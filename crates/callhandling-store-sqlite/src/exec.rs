//! Deadline-bounded statement execution.
//!
//! All statements run on the single `tokio_rusqlite` connection thread.
//! [`Db::run`] adds three guarantees on top of that:
//!
//! - **Serialization.** Standalone statements take the gate; an open
//!   [`Transaction`] holds it for its whole lifetime, so a standalone
//!   statement can never land inside someone else's transaction.
//! - **Bounded time.** The context deadline covers both waiting for the gate
//!   and executing. On expiry the running statement is interrupted.
//! - **At most one outcome.** Each execution runs inside its own savepoint
//!   and races the caller for a [`Claim`]. Whoever wins decides: either the
//!   savepoint is released and the caller sees the real result, or it is
//!   rolled back and the caller sees a timeout. A write is never persisted
//!   behind a reported failure.

use std::{
  future::Future,
  sync::{
    Arc,
    atomic::{AtomicU8, Ordering},
  },
  time::Instant,
};

use callhandling_core::error::Operation;
use rusqlite::types::Value;
use tokio::sync::Mutex;

use crate::{
  Error, Result, statements::Statement, transaction::Transaction,
};

// ─── Scope ───────────────────────────────────────────────────────────────────

/// Where a statement runs: on its own, or inside a borrowed transaction.
#[derive(Clone, Copy)]
pub(crate) enum Scope<'t> {
  Standalone,
  Transaction(&'t Transaction),
}

impl<'t> Scope<'t> {
  /// Resolve the scope for one entry point. With `use_tx` set the
  /// transaction must be attached to `ctx`; nothing touches the store
  /// otherwise.
  pub(crate) fn resolve(
    ctx: &callhandling_core::context::Context<'t, Transaction>,
    use_tx: bool,
  ) -> callhandling_core::Result<Self> {
    if use_tx {
      Ok(Scope::Transaction(ctx.transaction()?))
    } else {
      Ok(Scope::Standalone)
    }
  }
}

// ─── Db ──────────────────────────────────────────────────────────────────────

/// Shared handle to the connection. Cloning is cheap.
#[derive(Clone)]
pub(crate) struct Db {
  pub(crate) conn:      tokio_rusqlite::Connection,
  pub(crate) gate:      Arc<Mutex<()>>,
  pub(crate) interrupt: Arc<rusqlite::InterruptHandle>,
}

enum Outcome<R> {
  Done(R),
  Canceled,
  TransactionLost,
}

impl Db {
  /// Run `f` against the cached prepared form of `statement` within
  /// `scope`, bounded by `deadline`.
  pub(crate) async fn run<R, F>(
    &self,
    scope: Scope<'_>,
    deadline: Option<Instant>,
    statement: Statement,
    f: F,
  ) -> Result<R>
  where
    F: FnOnce(&mut rusqlite::Statement<'_>) -> rusqlite::Result<R>
      + Send
      + 'static,
    R: Send + 'static,
  {
    if deadline.is_some_and(|d| d <= Instant::now()) {
      return Err(Error::Timeout);
    }

    let (conn, _permit, in_transaction) = match scope {
      Scope::Standalone => {
        (&self.conn, Some(within(deadline, self.gate.lock()).await?), false)
      }
      Scope::Transaction(tx) => (tx.connection(), None, true),
    };

    tracing::debug!(
      statement = statement.key(),
      transactional = in_transaction,
      "executing statement"
    );

    let claim = Claim::default();
    let mut guard = CancelGuard {
      claim:     claim.clone(),
      interrupt: self.interrupt.clone(),
      armed:     true,
    };

    let call = conn.call(move |conn| {
      if in_transaction && conn.is_autocommit() {
        return Ok(Outcome::TransactionLost);
      }
      if !claim.start() {
        return Ok(Outcome::Canceled);
      }
      let sp = conn.savepoint()?;
      let out = {
        let mut stmt = sp.prepare_cached(statement.sql())?;
        f(&mut *stmt)?
      };
      if !claim.settle() {
        // Dropping the savepoint rolls it back.
        return Ok(Outcome::Canceled);
      }
      sp.commit()?;
      Ok(Outcome::Done(out))
    });
    tokio::pin!(call);

    let result = match within(deadline, &mut call).await {
      Ok(res) => res,
      Err(_) => {
        if guard.cancel() {
          return Err(Error::Timeout);
        }
        // The statement reached its commit point first; report what it did.
        call.await
      }
    };
    guard.disarm();

    match result? {
      Outcome::Done(out) => Ok(out),
      Outcome::Canceled => Err(Error::Timeout),
      Outcome::TransactionLost => Err(Error::TransactionLost),
    }
  }

  /// Execute a write and return the number of affected rows.
  pub(crate) async fn execute(
    &self,
    scope: Scope<'_>,
    deadline: Option<Instant>,
    statement: Statement,
    params: Vec<Value>,
  ) -> Result<usize> {
    self
      .run(scope, deadline, statement, move |stmt| {
        stmt.execute(rusqlite::params_from_iter(params))
      })
      .await
  }
}

/// Affected-row verification: a write that changed nothing is a failure.
pub(crate) fn verify_write(
  rows: usize,
  op: Operation,
) -> callhandling_core::Result<()> {
  if rows == 0 {
    return Err(callhandling_core::Error::no_rows_affected(op));
  }
  Ok(())
}

/// Await `fut`, giving up at `deadline`.
pub(crate) async fn within<F: Future>(
  deadline: Option<Instant>,
  fut: F,
) -> Result<F::Output> {
  match deadline {
    None => Ok(fut.await),
    Some(d) => tokio::time::timeout_at(d.into(), fut)
      .await
      .map_err(|_| Error::Timeout),
  }
}

// ─── Claim ───────────────────────────────────────────────────────────────────

const PENDING: u8 = 0;
const RUNNING: u8 = 1;
const SETTLED: u8 = 2;
const CANCELED: u8 = 3;

/// Decides, exactly once, whether an execution commits or is abandoned.
#[derive(Clone, Default)]
struct Claim(Arc<AtomicU8>);

impl Claim {
  fn start(&self) -> bool { self.swap(PENDING, RUNNING) }

  fn settle(&self) -> bool { self.swap(RUNNING, SETTLED) }

  /// Abandon the execution. Returns the state it was taken from, or `None`
  /// if it had already settled.
  fn cancel(&self) -> Option<u8> {
    self
      .0
      .fetch_update(Ordering::AcqRel, Ordering::Acquire, |s| {
        (s == PENDING || s == RUNNING).then_some(CANCELED)
      })
      .ok()
  }

  fn swap(&self, from: u8, to: u8) -> bool {
    self
      .0
      .compare_exchange(from, to, Ordering::AcqRel, Ordering::Acquire)
      .is_ok()
  }
}

/// Cancels the execution if the caller stops waiting for it, whether through
/// a deadline or because the request future was dropped.
struct CancelGuard {
  claim:     Claim,
  interrupt: Arc<rusqlite::InterruptHandle>,
  armed:     bool,
}

impl CancelGuard {
  /// Returns `false` if the execution already settled and must be awaited.
  fn cancel(&mut self) -> bool {
    self.armed = false;
    match self.claim.cancel() {
      Some(RUNNING) => {
        self.interrupt.interrupt();
        true
      }
      Some(_) => true,
      None => false,
    }
  }

  fn disarm(&mut self) { self.armed = false; }
}

impl Drop for CancelGuard {
  fn drop(&mut self) {
    if self.armed {
      self.cancel();
    }
  }
}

- [What is being asked]: Exactly reproduce every line of the records.

- [Written answer]:
filename crates/callhandling-store-sqlite/src/exec.rs
//! Deadline-bounded statement execution.
//!
//! All statements run on the single `tokio_rusqlite` connection thread.
//! [`Db::run`] adds three guarantees on top of that:
//!
//! - **Serialization.** Standalone statements take the gate; an open
//!   [`Transaction`] holds it for its whole lifetime, so a standalone
//!   statement can never land inside someone else's transaction.
//! - **Bounded time.** The context deadline covers both waiting for the gate
//!   and executing. On expiry the running statement is interrupted.
//! - **At most one outcome.** Each execution runs inside its own savepoint
//!   and races the caller for a [`Claim`]. Whoever wins decides: either the
//!   savepoint is released and the caller sees the real result, or it is
//!   rolled back and the caller sees a timeout. A write is never persisted
//!   behind a reported failure.

use std::{
  future::Future,
  sync::{
    Arc,
    atomic::{AtomicU8, Ordering},
  },
  time::Instant,
};

use callhandling_core::error::Operation;
use rusqlite::types::Value;
use tokio::sync::Mutex;

use crate::{
  Error, Result, statements::Statement, transaction::Transaction,
};

// ─── Scope ───────────────────────────────────────────────────────────────────

/// Where a statement runs: on its own, or inside a borrowed transaction.
#[derive(Clone, Copy)]
pub(crate) enum Scope<'t> {
  Standalone,
  Transaction(&'t Transaction),
}

impl<'t> Scope<'t> {
  /// Resolve the scope for one entry point. With `use_tx` set the
  /// transaction must be attached to `ctx`; nothing touches the store
  /// otherwise.
  pub(crate) fn resolve(
    ctx: &callhandling_core::context::Context<'t, Transaction>,
    use_tx: bool,
  ) -> callhandling_core::Result<Self> {
    if use_tx {
      Ok(Scope::Transaction(ctx.transaction()?))
    } else {
      Ok(Scope::Standalone)
    }
  }
}

// ─── Db ──────────────────────────────────────────────────────────────────────

/// Shared handle to the connection. Cloning is cheap.
#[derive(Clone)]
pub(crate) struct Db {
  pub(crate) conn:      tokio_rusqlite::Connection,
  pub(crate) gate:      Arc<Mutex<()>>,
  pub(crate) interrupt: Arc<rusqlite::InterruptHandle>,
}

enum Outcome<R> {
  Done(R),
  Canceled,
  TransactionLost,
}

impl Db {
  /// Run `f` against the cached prepared form of `statement` within
  /// `scope`, bounded by `deadline`.
  pub(crate) async fn run<R, F>(
    &self,
    scope: Scope<'_>,
    deadline: Option<Instant>,
    statement: Statement,
    f: F,
  ) -> Result<R>
  where
    F: FnOnce(&mut rusqlite::Statement<'_>) -> rusqlite::Result<R>
      + Send
      + 'static,
    R: Send + 'static,
  {
    if deadline.is_some_and(|d| d <= Instant::now()) {
      return Err(Error::Timeout);
    }

    let (conn, _permit, in_transaction) = match scope {
      Scope::Standalone => {
        (&self.conn, Some(within(deadline, self.gate.lock()).await?), false)
      }
      Scope::Transaction(tx) => (tx.connection(), None, true),
    };

    tracing::debug!(
      statement = statement.key(),
      transactional = in_transaction,
      "executing statement"
    );

    let claim = Claim::default();
    let mut guard = CancelGuard {
      claim:     claim.clone(),
      interrupt: self.interrupt.clone(),
      armed:     true,
    };

    let call = conn.call(move |conn| {
      if in_transaction && conn.is_autocommit() {
        return Ok(Outcome::TransactionLost);
      }
      if !claim.start() {
        return Ok(Outcome::Canceled);
      }
      let sp = conn.savepoint()?;
      let out = {
        let mut stmt = sp.prepare_cached(statement.sql())?;
        f(&mut *stmt)?
      };
      if !claim.settle() {
        // Dropping the savepoint rolls it back.
        return Ok(Outcome::Canceled);
      }
      sp.commit()?;
      Ok(Outcome::Done(out))
    });
    tokio::pin!(call);

    let result = match within(deadline, &mut call).await {
      Ok(res) => res,
      Err(_) => {
        if guard.cancel() {
          return Err(Error::Timeout);
        }
        // The statement reached its commit point first; report what it did.
        call.await
      }
    };
    guard.disarm();

    match result? {
      Outcome::Done(out) => Ok(out),
      Outcome::Canceled => Err(Error::Timeout),
      Outcome::TransactionLost => Err(Error::TransactionLost),
    }
  }

  /// Execute a write and return the number of affected rows.
  pub(crate) async fn execute(
    &self,
    scope: Scope<'_>,
    deadline: Option<Instant>,
    statement: Statement,
    params: Vec<Value>,
  ) -> Result<usize> {
    self
      .run(scope, deadline, statement, move |stmt| {
        stmt.execute(rusqlite::params_from_iter(params))
      })
      .await
  }
}

/// Affected-row verification: a write that changed nothing is a failure.
pub(crate) fn verify_write(
  rows: usize,
  op: Operation,
) -> callhandling_core::Result<()> {
  if rows == 0 {
    return Err(callhandling_core::Error::no_rows_affected(op));
  }
  Ok(())
}

/// Await `fut`, giving up at `deadline`.
pub(crate) async fn within<F: Future>(
  deadline: Option<Instant>,
  fut: F,
) -> Result<F::Output> {
  match deadline {
    None => Ok(fut.await),
    Some(d) => tokio::time::timeout_at(d.into(), fut)
      .await
      .map_err(|_| Error::Timeout),
  }
}

// ─── Claim ───────────────────────────────────────────────────────────────────

const PENDING: u8 = 0;
const RUNNING: u8 = 1;
const SETTLED: u8 = 2;
const CANCELED: u8 = 3;

/// Decides, exactly once, whether an execution commits or is abandoned.
#[derive(Clone, Default)]
struct Claim(Arc<AtomicU8>);

impl Claim {
  fn start(&self) -> bool { self.swap(PENDING, RUNNING) }

  fn settle(&self) -> bool { self.swap(RUNNING, SETTLED) }

  /// Abandon the execution. Returns the state it was taken from, or `None`
  /// if it had already settled.
  fn cancel(&self) -> Option<u8> {
    self
      .0
      .fetch_update(Ordering::AcqRel, Ordering::Acquire, |s| {
        (s == PENDING || s == RUNNING).then_some(CANCELED)
      })
      .ok()
  }

  fn swap(&self, from: u8, to: u8) -> bool {
    self
      .0
      .compare_exchange(from, to, Ordering::AcqRel, Ordering::Acquire)
      .is_ok()
  }
}

/// Cancels the execution if the caller stops waiting for it, whether through
/// a deadline or because the request future was dropped.
struct CancelGuard {
  claim:     Claim,
  interrupt: Arc<rusqlite::InterruptHandle>,
  armed:     bool,
}

impl CancelGuard {
  /// Returns `false` if the execution already settled and must be awaited.
  fn cancel(&mut self) -> bool {
    self.armed = false;
    match self.claim.cancel() {
      Some(RUNNING) => {
        self.interrupt.interrupt();
        true
      }
      Some(_) => true,
      None => false,
    }
  }

  fn disarm(&mut self) { self.armed = false; }
}

impl Drop for CancelGuard {
  fn drop(&mut self) {
    if self.armed {
      self.cancel();
    }
  }
}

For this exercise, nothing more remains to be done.